• _Input material_:
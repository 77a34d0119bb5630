//! Deterministic address, port and bootstrap assignment.
//!
//! Every fact is a pure function of a participant's ordinal: its position in
//! the combined run order (validators first, then archive nodes). Facts are
//! computed for the whole roster before anything touches the filesystem.

use crate::error::{ComposeError, ComposeResult};
use crate::roster::{Participant, Role};
use localnet_config::{GeneratorConfig, Subnet};
use std::net::{Ipv4Addr, SocketAddrV4};

/// Offset of ordinal 0 inside the subnet; `.0` is the network, `.1` the gateway.
pub const FIRST_HOST_OFFSET: u64 = 2;

/// Host ports consumed per node: API, then peer.
pub const PORT_STRIDE: u32 = 2;

/// Address of the node at `ordinal`.
pub fn address(subnet: &Subnet, ordinal: usize) -> ComposeResult<Ipv4Addr> {
    subnet
        .host(ordinal as u64 + FIRST_HOST_OFFSET)
        .ok_or(ComposeError::RosterTooLarge {
            participants: ordinal + 1,
            subnet: *subnet,
            capacity: subnet.host_capacity(),
        })
}

/// Host-side ports published for one node.
#[derive(Debug, Clone, Copy, PartialEq, Eq, Hash)]
pub struct HostPorts {
    pub api: u16,
    pub peer: u16,
}

/// Host ports of the node at `ordinal`: `base + 2i` and `base + 2i + 1`.
pub fn ports(base: u16, ordinal: usize) -> ComposeResult<HostPorts> {
    let api = u64::from(base) + ordinal as u64 * u64::from(PORT_STRIDE);
    let peer = api + 1;

    if peer > u64::from(u16::MAX) {
        return Err(ComposeError::PortRangeExhausted {
            ordinal,
            port: peer.min(u64::from(u32::MAX)) as u32,
        });
    }

    Ok(HostPorts {
        api: api as u16,
        peer: peer as u16,
    })
}

/// The node others join through, addressed on the virtual network.
#[derive(Debug, Clone, PartialEq, Eq)]
pub struct BootstrapPeer {
    pub node_id: String,
    pub address: SocketAddrV4,
}

/// Ordinal 0 bootstraps from nothing; everyone else from `genesis`.
pub fn bootstrap(ordinal: usize, genesis: &BootstrapPeer) -> Option<BootstrapPeer> {
    if ordinal == 0 {
        None
    } else {
        Some(genesis.clone())
    }
}

/// Everything the writers and the manifest need to agree on for one node.
#[derive(Debug, Clone, PartialEq, Eq)]
pub struct TopologyFact {
    pub ordinal: usize,
    pub node_id: String,
    pub role: Role,
    pub ip: Ipv4Addr,
    pub host_ports: HostPorts,
    pub bootstrap: Option<BootstrapPeer>,
}

impl TopologyFact {
    pub fn is_bootstrap_node(&self) -> bool {
        self.bootstrap.is_none()
    }

    /// Value of the node config's `bootstrap-ids` field
    pub fn bootstrap_ids(&self) -> String {
        self.bootstrap
            .as_ref()
            .map(|peer| peer.node_id.clone())
            .unwrap_or_default()
    }

    /// Value of the node config's `bootstrap-ips` field
    pub fn bootstrap_ips(&self) -> String {
        self.bootstrap
            .as_ref()
            .map(|peer| peer.address.to_string())
            .unwrap_or_default()
    }
}

/// Topology facts for one run, in ordinal order.
#[derive(Debug, Clone, PartialEq, Eq)]
pub struct Topology {
    facts: Vec<TopologyFact>,
}

impl Topology {
    /// Assign every participant its address, host ports and bootstrap peer.
    ///
    /// Fails without side effects when the roster does not fit the subnet or
    /// the host port range.
    pub fn plan(config: &GeneratorConfig, participants: &[&Participant]) -> ComposeResult<Self> {
        let subnet = &config.network.subnet;

        let genesis = match participants.first() {
            Some(first) if first.role() == Role::Validator => first,
            Some(first) => {
                return Err(ComposeError::InvalidRoster(format!(
                    "bootstrap node {} must be a validator",
                    first.node_id()
                )))
            }
            None => {
                return Err(ComposeError::InvalidRoster(
                    "no participants to place".to_string(),
                ))
            }
        };

        if participants.len() > subnet.host_capacity() {
            return Err(ComposeError::RosterTooLarge {
                participants: participants.len(),
                subnet: *subnet,
                capacity: subnet.host_capacity(),
            });
        }

        let genesis_peer = BootstrapPeer {
            node_id: genesis.node_id().to_string(),
            address: SocketAddrV4::new(address(subnet, 0)?, config.ports.staking_port),
        };

        let facts = participants
            .iter()
            .enumerate()
            .map(|(ordinal, participant)| -> ComposeResult<TopologyFact> {
                Ok(TopologyFact {
                    ordinal,
                    node_id: participant.node_id().to_string(),
                    role: participant.role(),
                    ip: address(subnet, ordinal)?,
                    host_ports: ports(config.ports.host_base, ordinal)?,
                    bootstrap: bootstrap(ordinal, &genesis_peer),
                })
            })
            .collect::<ComposeResult<Vec<_>>>()?;

        Ok(Self { facts })
    }

    pub fn facts(&self) -> &[TopologyFact] {
        &self.facts
    }

    pub fn iter(&self) -> impl Iterator<Item = &TopologyFact> {
        self.facts.iter()
    }

    pub fn len(&self) -> usize {
        self.facts.len()
    }

    pub fn is_empty(&self) -> bool {
        self.facts.is_empty()
    }

    pub fn get(&self, node_id: &str) -> Option<&TopologyFact> {
        self.facts.iter().find(|fact| fact.node_id == node_id)
    }
}

#[cfg(test)]
mod tests {
    use super::*;
    use proptest::prelude::*;
    use std::collections::HashSet;

    fn genesis_peer() -> BootstrapPeer {
        BootstrapPeer {
            node_id: "NodeID-genesis".to_string(),
            address: SocketAddrV4::new(Ipv4Addr::new(10, 0, 7, 2), 9651),
        }
    }

    fn participants(validators: usize, archives: usize) -> Vec<Participant> {
        (0..validators)
            .map(|i| Participant::new(format!("v{}", i), Role::Validator, vec![1], vec![2], 1))
            .chain((0..archives).map(|i| {
                Participant::new(format!("a{}", i), Role::Archive, vec![1], vec![2], 0)
            }))
            .collect()
    }

    #[test]
    fn test_first_addresses() {
        let subnet = Subnet::default();
        assert_eq!(address(&subnet, 0).unwrap(), Ipv4Addr::new(10, 0, 7, 2));
        assert_eq!(address(&subnet, 4).unwrap(), Ipv4Addr::new(10, 0, 7, 6));
        assert_eq!(address(&subnet, 252).unwrap(), Ipv4Addr::new(10, 0, 7, 254));
    }

    #[test]
    fn test_address_beyond_capacity() {
        let subnet = Subnet::default();
        let err = address(&subnet, 253).unwrap_err();
        assert!(matches!(
            err,
            ComposeError::RosterTooLarge {
                participants: 254,
                capacity: 253,
                ..
            }
        ));
    }

    #[test]
    fn test_port_stride() {
        assert_eq!(ports(9650, 0).unwrap(), HostPorts { api: 9650, peer: 9651 });
        assert_eq!(ports(9650, 4).unwrap(), HostPorts { api: 9658, peer: 9659 });
    }

    #[test]
    fn test_port_overflow() {
        assert!(ports(65533, 0).is_ok());
        assert!(matches!(
            ports(65533, 1),
            Err(ComposeError::PortRangeExhausted { ordinal: 1, port: 65536 })
        ));
    }

    #[test]
    fn test_bootstrap_policy() {
        let genesis = genesis_peer();
        assert_eq!(bootstrap(0, &genesis), None);
        assert_eq!(bootstrap(1, &genesis), Some(genesis.clone()));
        assert_eq!(bootstrap(200, &genesis), Some(genesis));
    }

    #[test]
    fn test_plan_star_topology() {
        let config = GeneratorConfig::default();
        let roster = participants(3, 2);
        let refs: Vec<_> = roster.iter().collect();

        let topology = Topology::plan(&config, &refs).unwrap();

        assert_eq!(topology.len(), 5);
        let first = &topology.facts()[0];
        assert!(first.is_bootstrap_node());
        assert_eq!(first.bootstrap_ids(), "");
        assert_eq!(first.bootstrap_ips(), "");

        for fact in topology.iter().skip(1) {
            assert_eq!(fact.bootstrap_ids(), "v0");
            assert_eq!(fact.bootstrap_ips(), "10.0.7.2:9651");
        }

        let archive = topology.get("a1").unwrap();
        assert_eq!(archive.ordinal, 4);
        assert_eq!(archive.role, Role::Archive);
        assert_eq!(archive.ip, Ipv4Addr::new(10, 0, 7, 6));
        assert_eq!(archive.host_ports, HostPorts { api: 9658, peer: 9659 });
    }

    #[test]
    fn test_plan_rejects_oversized_roster() {
        let mut config = GeneratorConfig::default();
        config.network.subnet = "10.0.7.0/29".parse().unwrap();
        let roster = participants(6, 0);
        let refs: Vec<_> = roster.iter().collect();

        assert!(matches!(
            Topology::plan(&config, &refs),
            Err(ComposeError::RosterTooLarge {
                participants: 6,
                capacity: 5,
                ..
            })
        ));

        assert!(Topology::plan(&config, &refs[..5]).is_ok());
    }

    #[test]
    fn test_plan_requires_validator_first() {
        let config = GeneratorConfig::default();
        let roster = participants(0, 1);
        let refs: Vec<_> = roster.iter().collect();

        assert!(matches!(
            Topology::plan(&config, &refs),
            Err(ComposeError::InvalidRoster(_))
        ));
        assert!(Topology::plan(&config, &[]).is_err());
    }

    proptest! {
        #[test]
        fn prop_addresses_distinct_and_increasing(n in 1usize..=253) {
            let subnet = Subnet::default();
            let addresses: Vec<_> = (0..n).map(|i| address(&subnet, i).unwrap()).collect();

            prop_assert_eq!(addresses[0], Ipv4Addr::new(10, 0, 7, 2));
            for pair in addresses.windows(2) {
                prop_assert_eq!(u32::from(pair[1]), u32::from(pair[0]) + 1);
            }
        }

        #[test]
        fn prop_ports_never_collide(base in 1024u16..20000, n in 1usize..200) {
            let mut seen = HashSet::new();
            let mut previous_api = None;
            for ordinal in 0..n {
                let host = ports(base, ordinal).unwrap();
                prop_assert_eq!(host.api % 2, base % 2);
                prop_assert!(seen.insert(host.api));
                prop_assert!(seen.insert(host.peer));
                if let Some(previous) = previous_api {
                    prop_assert!(previous < host.api);
                }
                previous_api = Some(host.api);
            }
        }

        #[test]
        fn prop_bootstrap_only_empty_for_first(ordinal in 0usize..1000) {
            let genesis = genesis_peer();
            let resolved = bootstrap(ordinal, &genesis);
            prop_assert_eq!(resolved.is_none(), ordinal == 0);
            if let Some(peer) = resolved {
                prop_assert_eq!(peer, genesis);
            }
        }
    }
}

• _About this task_:
From the entries above, write out only the lines starting at the line that holds "let topology = Topology::plan(&config, &refs).unwrap();" and ending at the line that holds "assert_eq!(archive.role, Role::Archive);", keeping both and matching them exactly.

• _Result of the task_:
        let topology = Topology::plan(&config, &refs).unwrap();

        assert_eq!(topology.len(), 5);
        let first = &topology.facts()[0];
        assert!(first.is_bootstrap_node());
        assert_eq!(first.bootstrap_ids(), "");
        assert_eq!(first.bootstrap_ips(), "");

        for fact in topology.iter().skip(1) {
            assert_eq!(fact.bootstrap_ids(), "v0");
            assert_eq!(fact.bootstrap_ips(), "10.0.7.2:9651");
        }

        let archive = topology.get("a1").unwrap();
        assert_eq!(archive.ordinal, 4);
        assert_eq!(archive.role, Role::Archive);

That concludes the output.